Viper balansa clover is an early maturing, high-yielding annual legume able to tolerate a wide range of soils. It produces significant amounts of nitrogen, ideal for cover crops and animal feed. Viper may be cut for stored forage or grazed. It is highly digestible, and adapted to rotational grazing. Viper can also take close grazing, even when young. Abundant flowers attract pollinators while hard seed production provides natural reseeding. Early trial results indicate Viper also has moderately good winter hardiness.*
*Viper has been tested in the United States since 2017. While we have much to learn about it, so far, Viper has shown moderately good winter survivability in PA, OH, & IN, along with early growth and vigor.
Grows Like No Other
Viper is quick to germinate, with better vigor/earlier growth than some other balansa varieties. Initially, Viper forms a small, multi-branched rosette emerging from a single, deep taproot. Under a grazing regime, Viper will remain prostrate. However, allowed to grow, Viper’s stems will eventually turn upright, forming a multi-branched hollow stem with copious amounts of plant mass up to three feet high.
As the plant matures, it will continue to grow and produce blossoms that are very attractive to pollinators. Allowed to seed, Viper is capable of producing large amounts of regenerative hard seed viable up to three years.

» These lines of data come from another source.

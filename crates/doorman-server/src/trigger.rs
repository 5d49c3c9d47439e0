//! Manual trigger handling.
//!
//! The trigger is edge-triggered with a debounce window. A debounced edge
//! reads the most recently published global presence flag and activates the
//! actuator only when it is true; absence always denies. The check and the
//! activation are deliberately not atomic with the evaluation cycle — the
//! flag can be at most one cycle stale, which is accepted.

use std::sync::Arc;
use std::time::{Duration, Instant};

use doorman_core::{ActuationGateway, PresenceStore};
use tokio::sync::Mutex;
use tracing::{debug, info};

use crate::gpio::GpioGateway;

/// What happened to one trigger edge.
#[derive(Debug, Clone, Copy, PartialEq, Eq)]
pub enum TriggerOutcome {
    /// Presence confirmed; the actuator was pulsed.
    Activated,
    /// Nobody present; the actuator stayed untouched.
    Denied,
    /// The edge arrived inside the debounce window and was suppressed.
    Debounced,
}

/// Debounced manual trigger bound to the presence store and the gateway.
pub struct ManualTrigger {
    store: Arc<PresenceStore>,
    gateway: Arc<GpioGateway>,
    debounce: Duration,
    last_edge: Mutex<Option<Instant>>,
}

impl ManualTrigger {
    /// Create a trigger with the given debounce window.
    pub fn new(store: Arc<PresenceStore>, gateway: Arc<GpioGateway>, debounce: Duration) -> Self {
        Self {
            store,
            gateway,
            debounce,
            last_edge: Mutex::new(None),
        }
    }

    /// Handle one trigger edge.
    pub async fn fire(&self) -> TriggerOutcome {
        {
            let mut last = self.last_edge.lock().await;
            let now = Instant::now();
            if last.is_some_and(|edge| now.saturating_duration_since(edge) < self.debounce) {
                debug!("trigger edge suppressed by debounce");
                return TriggerOutcome::Debounced;
            }
            *last = Some(now);
        }

        if self.store.global().await {
            info!("manual trigger accepted");
            self.gateway.activate().await;
            TriggerOutcome::Activated
        } else {
            info!("manual trigger denied, nobody present");
            TriggerOutcome::Denied
        }
    }
}
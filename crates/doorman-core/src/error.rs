//! Error types for the doorman core library.
//!
//! Transient external-command failures (probe timeouts, non-zero exits,
//! discovery restarts) are deliberately *not* represented here; they are
//! recovered locally and collapse to boolean results. What remains are the
//! startup-time failures a caller can actually act on.

use std::path::PathBuf;

use thiserror::Error;

/// The unified error type for doorman operations.
#[derive(Debug, Error)]
pub enum DoormanError {
    /// The configuration file was not found at the expected path.
    #[error("configuration file not found at: {}", .0.display())]
    ConfigNotFound(PathBuf),

    /// The configuration file exists but could not be parsed.
    #[error("failed to parse configuration: {0}")]
    ConfigParse(String),

    /// The configuration was parsed but contains invalid values.
    #[error("configuration validation failed: {0}")]
    ConfigInvalid(String),

    /// A low-level I/O error occurred.
    #[error("I/O error: {0}")]
    Io(#[from] std::io::Error),
}

/// A specialized [`Result`] type for doorman operations.
pub type Result<T> = std::result::Result<T, DoormanError>;

#[cfg(test)]
mod tests {
    use super::*;

    #[test]
    fn error_is_send_and_sync() {
        fn assert_send<T: Send>() {}
        fn assert_sync<T: Sync>() {}

        assert_send::<DoormanError>();
        assert_sync::<DoormanError>();
    }

    #[test]
    fn display_messages() {
        let err = DoormanError::ConfigNotFound(PathBuf::from("/etc/doorman/config.toml"));
        assert!(err.to_string().contains("/etc/doorman/config.toml"));

        let err = DoormanError::ConfigInvalid("devices: at least one entry required".into());
        assert!(err.to_string().contains("devices"));
    }
}
//! Application state shared across HTTP handlers.

use std::sync::Arc;

use doorman_core::{PresenceStore, ScanState};
use tokio::sync::watch;

use crate::trigger::ManualTrigger;

/// Shared application state, cheap to clone into handlers.
#[derive(Clone)]
pub struct AppState {
    inner: Arc<AppStateInner>,
}

struct AppStateInner {
    store: Arc<PresenceStore>,
    scanner_state: watch::Receiver<ScanState>,
    trigger: ManualTrigger,
}

impl AppState {
    /// Bundle the shared handles for the router.
    pub fn new(
        store: Arc<PresenceStore>,
        scanner_state: watch::Receiver<ScanState>,
        trigger: ManualTrigger,
    ) -> Self {
        Self {
            inner: Arc::new(AppStateInner {
                store,
                scanner_state,
                trigger,
            }),
        }
    }

    /// The shared presence store.
    pub fn store(&self) -> &PresenceStore {
        &self.inner.store
    }

    /// Current run-state of the passive scanner.
    pub fn scanner_state(&self) -> ScanState {
        *self.inner.scanner_state.borrow()
    }

    /// The manual trigger.
    pub fn trigger(&self) -> &ManualTrigger {
        &self.inner.trigger
    }
}
//! Presence status API endpoint.
//!
//! Read-only snapshot of the observation table and the global flag. The
//! snapshot may lag an in-flight evaluation cycle by design.

use std::time::Instant;

use axum::extract::State;
use axum::Json;
use chrono::Utc;
use serde::{Deserialize, Serialize};
use utoipa::ToSchema;

use doorman_core::{PresenceState, ProbeOutcome, ScanState};

use crate::state::AppState;

/// Status of one tracked device.
#[derive(Debug, Clone, Serialize, Deserialize, ToSchema)]
#[schema(example = json!({
    "address": "0C:15:63:DF:61:2F",
    "label": "key fob",
    "presence": "present",
    "seconds_since_seen": 12,
    "seconds_since_probe": 45,
    "consecutive_failures": 0,
    "last_result": "skip"
}))]
pub struct DeviceStatusResponse {
    /// Hardware address in canonical form.
    #[schema(example = "0C:15:63:DF:61:2F")]
    pub address: String,

    /// Configured label, if any.
    #[schema(example = "key fob")]
    pub label: Option<String>,

    /// Current verdict: `unknown`, `present` or `absent`.
    #[schema(example = "present")]
    pub presence: String,

    /// Seconds since the last sighting; absent if never seen.
    #[schema(example = 12)]
    pub seconds_since_seen: Option<u64>,

    /// Seconds since the last active probe; absent if never probed.
    #[schema(example = 45)]
    pub seconds_since_probe: Option<u64>,

    /// Consecutive failed probes.
    #[schema(example = 0)]
    pub consecutive_failures: u32,

    /// Outcome of the most recent evaluation step:
    /// `never`, `hit`, `miss` or `skip`.
    #[schema(example = "skip")]
    pub last_result: String,
}

/// Presence snapshot response.
#[derive(Debug, Clone, Serialize, Deserialize, ToSchema)]
pub struct StatusResponse {
    /// Whether any tracked device is present.
    #[schema(example = true)]
    pub global_present: bool,

    /// Run-state of the passive scanner.
    #[schema(example = "running")]
    pub scanner_state: String,

    /// Per-device status in configured order.
    pub devices: Vec<DeviceStatusResponse>,

    /// UTC timestamp of this snapshot.
    #[schema(example = "2026-08-05T12:00:00Z")]
    pub checked_at_utc: String,
}

/// Read the current presence snapshot.
#[utoipa::path(
    get,
    path = "/status",
    tag = "presence",
    operation_id = "getStatus",
    summary = "Read the presence snapshot",
    description = "Returns the per-device observations and the global \
        presence flag as of the last completed evaluation cycle.",
    responses(
        (status = 200, description = "Snapshot read", body = StatusResponse)
    )
)]
pub async fn get_status(State(state): State<AppState>) -> Json<StatusResponse> {
    let snapshot = state.store().snapshot().await;
    let now = Instant::now();

    let devices = snapshot
        .devices
        .iter()
        .map(|status| DeviceStatusResponse {
            address: status.device.address.to_string(),
            label: status.device.label.clone(),
            presence: presence_label(status.observation.presence).to_string(),
            seconds_since_seen: status
                .observation
                .last_seen
                .map(|t| now.saturating_duration_since(t).as_secs()),
            seconds_since_probe: status
                .observation
                .last_probe
                .map(|t| now.saturating_duration_since(t).as_secs()),
            consecutive_failures: status.observation.consecutive_failures,
            last_result: outcome_label(status.observation.last_result).to_string(),
        })
        .collect();

    Json(StatusResponse {
        global_present: snapshot.global,
        scanner_state: scanner_state_label(state.scanner_state()).to_string(),
        devices,
        checked_at_utc: Utc::now().to_rfc3339(),
    })
}

pub(crate) fn presence_label(state: PresenceState) -> &'static str {
    match state {
        PresenceState::Unknown => "unknown",
        PresenceState::Present => "present",
        PresenceState::Absent => "absent",
    }
}

pub(crate) fn outcome_label(outcome: ProbeOutcome) -> &'static str {
    match outcome {
        ProbeOutcome::Never => "never",
        ProbeOutcome::Hit => "hit",
        ProbeOutcome::Miss => "miss",
        ProbeOutcome::Skip => "skip",
    }
}

pub(crate) fn scanner_state_label(state: ScanState) -> &'static str {
    match state {
        ScanState::Stopped => "stopped",
        ScanState::Starting => "starting",
        ScanState::Running => "running",
        ScanState::Stopping => "stopping",
    }
}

Viper balansa performs well in an extremely wide range of soils, tolerating pH levels from 4.5-8.3 and able to survive in waterlogged soils and short periods of flooding.
A Multipurpose Clover
Viper’s nitrogen production, soil-building root structure, and extensive biomass production make it a top choice for adding to a cover crop mix. Viper can be combined with grasses, brassicas and other legumes. Balansas have been shown to fix over 100 lbs. N/acre per year. Viper, in particular provides that N earlier, due to its earlier maturity.
Viper can be frost seed or broadcast into existing pastures to boost protein levels of forage, while contributing nitrogen to other crops. With excellent digestibility and protein levels in the upper 20’s, Viper is an ideal component in a small grain/grass/legume sward that can be harvested by grazing, hay or silage. Viper can take close grazing, even when young. Use with other non-legumes will reduce bloat potential.
Viper produces abundant flowers. Honeybees and other pollinators love it and so do the deer!
Early trial results indicate Viper also has moderately good winter hardiness. Viper has been tested in the United States since 2017. While we have much to learn about it, so far, Viper has shown moderately good winter survivability in PA, OH, & IN, along with early growth and vigor.
In both the South and the North, we have seen Viper demonstrate abundant growth, early flowering and extensive pollinator activity.
More To Come
As part of our continued research efforts, Viper was recently planted at numerous locations, with new data anticipated soon.
Before You Plant
Viper balansa can grow over an extremely wide range of soils tolerating pH levels from 4.5-8.3. It is quite tolerant of waterlogged soils and can even withstand short periods of flooding. For best performance, saline and drought soils should be avoided. Seeding into deep, sandy soils or soils prone to drought is not recommended.
For optimal performance, conduct a soil test and follow the recommended lime and fertilizer recommendations. In established pastures, remove excess forage through grazing or late season haying. This will help ensure successful seedling emergence and establishment. Reduce weed population prior to planting. Be aware of herbicide carryover/residual of chemicals applications prior to planting.
Plant into a prepared/firm seedbed by broadcast or drill. Planting too deep may lead to poor establishment or stand failure. Cultipacking or dragging before and after seeding helps create a firm seedbed.
Viper needs to be inoculated with Rhizobium leguminosarum biovar trifolii. This is best achieved with Nitro-Coat®.
Apply lime, potassium and phosphorus per soil test results. No nitrogen is necessary.